それぞれ屈折性近視と軸性近視と呼ばれているもので屈折性近視の場合、角膜のカーブが正常よりも強い為に起こります。
これは角膜のカーブが強い為に光が通過する時の屈折が大きくなって網膜の手前で焦点が結ばれてしまうことで起きる近視です。
軸性近視の場合は角膜のカーブは正常ですが、眼球の奥行き(=眼軸)が長い為に起こる近視です
眼軸が長いので入ってきた光が網膜に届かず手前で焦点が結ばれてしまうことになります、この為に起きる近視です。

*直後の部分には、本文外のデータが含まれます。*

//! Tabular data structures and synthetic data generation.

mod dataset;
mod metric;
pub mod synthetic;

pub use dataset::{Dataset, Variable, VariableType};
pub use metric::MetricType;
pub use synthetic::{
    generate_ab_test, generate_did_panel, generate_scm_panel, AbTestConfig, DidPanelConfig,
    ScmPanelConfig,
};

これらの構造的原因で起こる近視は残念ながら治す事はできません。

例えて言うなら高い身長を訓練によって縮めることが不可能なことであるのと一緒です。

こういった場合に視力を得ようとすればメガネやコンタクトレンズを正しく着用・装用して矯正することが必要です。

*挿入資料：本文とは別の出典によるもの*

//! Job runner for batches of planning and analysis tasks.

use crate::analysis::{analyze_experiment, auto_drill_down, AnalysisConfig};
use crate::causal::{
    find_sensitive_segments, DifferenceInDifferences, HteLearner, SyntheticControl, CATE_COL,
};
use crate::data::{Dataset, MetricType};
use crate::error::{ExperimentError, Result};
use crate::model::RandomForestRegressor;
use crate::plan::{CriticService, ExperimentInputs, JsonFileGenerator, PlanService};
use crate::power::{
    calculate_sample_size, estimate_duration_days, simulate_power_two_proportion, PowerRequest,
    SimulationConfig,
};
use serde::{Deserialize, Serialize};
use serde_json::{json, Value};
use std::path::{Path, PathBuf};
use tracing::info;

fn default_alpha() -> f64 {
    0.05
}

fn default_iterations() -> usize {
    1000
}

fn default_trees() -> usize {
    100
}

/// One unit of work. Dataset paths are resolved against the directory of
/// the job file.
#[derive(Debug, Clone, PartialEq, Serialize, Deserialize)]
#[serde(tag = "kind", rename_all = "snake_case")]
pub enum Job {
    /// Sample size for a planned test.
    Power {
        request: PowerRequest,
        /// Total daily traffic across all arms, for a duration estimate.
        #[serde(default)]
        traffic_per_day: Option<f64>,
    },
    /// Monte Carlo power of a two-proportion z-test.
    Simulate {
        n_per_group: u64,
        baseline_rate: f64,
        mde_abs: f64,
        #[serde(default = "default_alpha")]
        alpha: f64,
        #[serde(default = "default_iterations")]
        iterations: usize,
        #[serde(default)]
        seed: Option<u64>,
    },
    /// Per-variant analysis of an experiment.
    Analyze { dataset: PathBuf, config: AnalysisConfig },
    /// Segment scan for significant effects.
    DrillDown {
        dataset: PathBuf,
        metric_col: String,
        variant_col: String,
        #[serde(default = "default_control")]
        control_label: String,
        segments: Vec<String>,
        #[serde(default = "default_metric_type")]
        metric_type: MetricType,
    },
    /// Difference-in-differences on a panel.
    Did { dataset: PathBuf, estimator: DifferenceInDifferences },
    /// Synthetic control on a panel.
    Scm { dataset: PathBuf, estimator: SyntheticControl },
    /// T-learner CATE estimation with a random forest.
    Hte {
        dataset: PathBuf,
        features: Vec<String>,
        treatment_col: String,
        outcome_col: String,
        #[serde(default = "default_trees")]
        n_estimators: usize,
        #[serde(default)]
        max_depth: Option<usize>,
        #[serde(default)]
        seed: Option<u64>,
        /// CSV path for the dataset with its `cate` column.
        #[serde(default)]
        output: Option<PathBuf>,
    },
    /// Experiment plan, optionally embellished from recorded JSON replies.
    Plan {
        inputs: ExperimentInputs,
        #[serde(default)]
        generated: Option<PathBuf>,
        #[serde(default)]
        critique: Option<PathBuf>,
    },
}

fn default_control() -> String {
    "Control".to_string()
}

fn default_metric_type() -> MetricType {
    MetricType::Continuous
}

impl Job {
    /// Serialized tag of the job.
    pub fn kind(&self) -> &'static str {
        match self {
            Job::Power { .. } => "power",
            Job::Simulate { .. } => "simulate",
            Job::Analyze { .. } => "analyze",
            Job::DrillDown { .. } => "drill_down",
            Job::Did { .. } => "did",
            Job::Scm { .. } => "scm",
            Job::Hte { .. } => "hte",
            Job::Plan { .. } => "plan",
        }
    }

    fn execute(&self, base_dir: &Path) -> Result<Value> {
        let load = |p: &PathBuf| Dataset::from_csv(base_dir.join(p));
        let value = match self {
            Job::Power { request, traffic_per_day } => {
                let result = calculate_sample_size(request)?;
                let days = traffic_per_day.and_then(|t| estimate_duration_days(result.total_n, t));
                let mut out = serde_json::to_value(&result)?;
                out["estimated_days"] = json!(days);
                out
            }
            Job::Simulate {
                n_per_group,
                baseline_rate,
                mde_abs,
                alpha,
                iterations,
                seed,
            } => {
                let mut config = SimulationConfig::default().with_iterations(*iterations);
                if let Some(s) = seed {
                    config = config.with_seed(*s);
                }
                let power =
                    simulate_power_two_proportion(*n_per_group, *baseline_rate, *mde_abs, *alpha, &config)?;
                json!({ "n_per_group": n_per_group, "power": power })
            }
            Job::Analyze { dataset, config } => {
                serde_json::to_value(analyze_experiment(&load(dataset)?, config)?)?
            }
            Job::DrillDown {
                dataset,
                metric_col,
                variant_col,
                control_label,
                segments,
                metric_type,
            } => {
                let segments: Vec<&str> = segments.iter().map(String::as_str).collect();
                let insights = auto_drill_down(
                    &load(dataset)?,
                    metric_col,
                    variant_col,
                    control_label,
                    &segments,
                    *metric_type,
                )?;
                serde_json::to_value(insights)?
            }
            Job::Did { dataset, estimator } => serde_json::to_value(estimator.fit(&load(dataset)?)?)?,
            Job::Scm { dataset, estimator } => serde_json::to_value(estimator.fit(&load(dataset)?)?)?,
            Job::Hte {
                dataset,
                features,
                treatment_col,
                outcome_col,
                n_estimators,
                max_depth,
                seed,
                output,
            } => {
                let mut forest = RandomForestRegressor::new().with_n_estimators(*n_estimators);
                if let Some(d) = max_depth {
                    forest = forest.with_max_depth(*d);
                }
                if let Some(s) = seed {
                    forest = forest.with_seed(*s);
                }
                let features: Vec<&str> = features.iter().map(String::as_str).collect();
                let scored = HteLearner::new(forest).fit_predict(
                    &load(dataset)?,
                    &features,
                    treatment_col,
                    outcome_col,
                )?;
                if let Some(path) = output {
                    scored.to_csv(base_dir.join(path))?;
                }
                let cate: Vec<f64> = scored.numeric(CATE_COL)?.into_iter().flatten().collect();
                let mean = cate.iter().sum::<f64>() / cate.len().max(1) as f64;
                let segments = find_sensitive_segments(&scored, CATE_COL)?;
                json!({
                    "mean_cate": mean,
                    "n_rows": scored.n_rows(),
                    "segments": segments,
                })
            }
            Job::Plan {
                inputs,
                generated,
                critique,
            } => {
                let planner = match generated {
                    Some(p) => PlanService::with_generator(Box::new(JsonFileGenerator::new(base_dir.join(p)))),
                    None => PlanService::new(),
                };
                let mut outcome = planner.build(inputs)?;
                if let Some(p) = critique {
                    let critic = CriticService::with_generator(Box::new(JsonFileGenerator::new(base_dir.join(p))));
                    outcome.spec = critic.review(inputs, &outcome.spec);
                }
                serde_json::to_value(outcome)?
            }
        };
        Ok(value)
    }
}

/// Result of one executed job.
#[derive(Debug, Clone, PartialEq, Serialize, Deserialize)]
pub struct JobOutput {
    pub index: usize,
    pub kind: String,
    pub output: Value,
}

/// A named batch of jobs, stored as YAML.
#[derive(Debug, Clone, PartialEq, Serialize, Deserialize)]
pub struct JobConfig {
    pub name: String,
    #[serde(default)]
    pub description: Option<String>,
    pub jobs: Vec<Job>,
}

impl JobConfig {
    pub fn new(name: &str) -> Self {
        Self {
            name: name.to_string(),
            description: None,
            jobs: Vec::new(),
        }
    }

    pub fn with_description(mut self, description: &str) -> Self {
        self.description = Some(description.to_string());
        self
    }

    pub fn add(mut self, job: Job) -> Self {
        self.jobs.push(job);
        self
    }

    /// Load from YAML string.
    pub fn from_yaml(yaml: &str) -> Result<Self> {
        serde_yaml::from_str(yaml).map_err(ExperimentError::from)
    }

    /// Save to YAML string.
    pub fn to_yaml(&self) -> Result<String> {
        serde_yaml::to_string(self).map_err(ExperimentError::from)
    }

    /// Load a job file; see [`JobConfig::run`] for how paths resolve.
    pub fn from_file<P: AsRef<Path>>(path: P) -> Result<Self> {
        Self::from_yaml(&std::fs::read_to_string(path)?)
    }

    /// Run every job in order, stopping at the first failure.
    ///
    /// Relative paths inside jobs are resolved against `base_dir`.
    pub fn run(&self, base_dir: &Path) -> Result<Vec<JobOutput>> {
        info!(name = %self.name, jobs = self.jobs.len(), "running job file");
        self.jobs
            .iter()
            .enumerate()
            .map(|(i, job)| {
                let output = job.execute(base_dir).map_err(|e| {
                    ExperimentError::Job(format!("Job {} ({}) failed: {}", i + 1, job.kind(), e))
                })?;
                Ok(JobOutput {
                    index: i + 1,
                    kind: job.kind().to_string(),
                    output,
                })
            })
            .collect()
    }

    /// A small configuration exercising sizing, simulation and analysis.
    pub fn example() -> Self {
        JobConfig::new("example-experiment")
            .with_description("Size a conversion test, check it by simulation, then analyze the data")
            .add(Job::Power {
                request: PowerRequest::binary(0.1, 0.02),
                traffic_per_day: Some(5000.0),
            })
            .add(Job::Simulate {
                n_per_group: 4000,
                baseline_rate: 0.1,
                mde_abs: 0.02,
                alpha: 0.05,
                iterations: 1000,
                seed: Some(42),
            })
            .add(Job::Analyze {
                dataset: PathBuf::from("ab_test.csv"),
                config: AnalysisConfig::new("converted", "group").with_metric_type(MetricType::Binary),
            })
            .add(Job::Did {
                dataset: PathBuf::from("did_panel.csv"),
                estimator: DifferenceInDifferences::new("unit", "time", "treat", "y", 2023.0),
            })
    }
}

/// Serialize job outputs as `json` or `yaml`.
pub fn render_outputs(outputs: &[JobOutput], format: &str) -> Result<String> {
    match format {
        "json" => Ok(serde_json::to_string_pretty(outputs)?),
        "yaml" => Ok(serde_yaml::to_string(outputs)?),
        other => Err(ExperimentError::InvalidParameter(format!(
            "unknown output format '{}' (expected json or yaml)",
            other
        ))),
    }
}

*屈折性近視に限って言えば屈折矯正手術という方法もあります。

屈折異常とは

屈折異常というのは

眼球内に入った光が眼組織にて屈折し、網膜以外の部位で焦点を結ぶ事をいいます。

網膜前で結ぶ場合を   近視
網膜の後方で結ぶ場合を 遠視
2箇所以上で結ぶ場合を 乱視

と定義づけています。これらを総じて屈折異常と言うのです。

屈折異常が全く無い場合を正視と言います。

屈折異常は光が眼に入ってきた後にその光が網膜に対しどの位置で焦点を結ぶのかによって
大きく3つにわけられます。(近視、遠視、乱視)

視力とは

一口に『ものを見る』といいますが、実は目は私達の想像以上に色んな働きをしているのです

・明暗が判る
・遠くも近くも見る事ができる
・立体的に見る事ができる
・一度に広範囲を見渡せる
・色を見分ける事ができる
・モノの形や存在を見極める事ができる

このように私達の目は多くの機能をもっています。

通常私達が『良く見える』とか『見えない』とか、或いは『いい目』だとか『悪い目』などというのは、

モノの形や存在がどれほど細かい所まで識別できるのか?

という事であり、その機能を”形態覚”といい、その識別する力を”視力”と呼んでいるのです。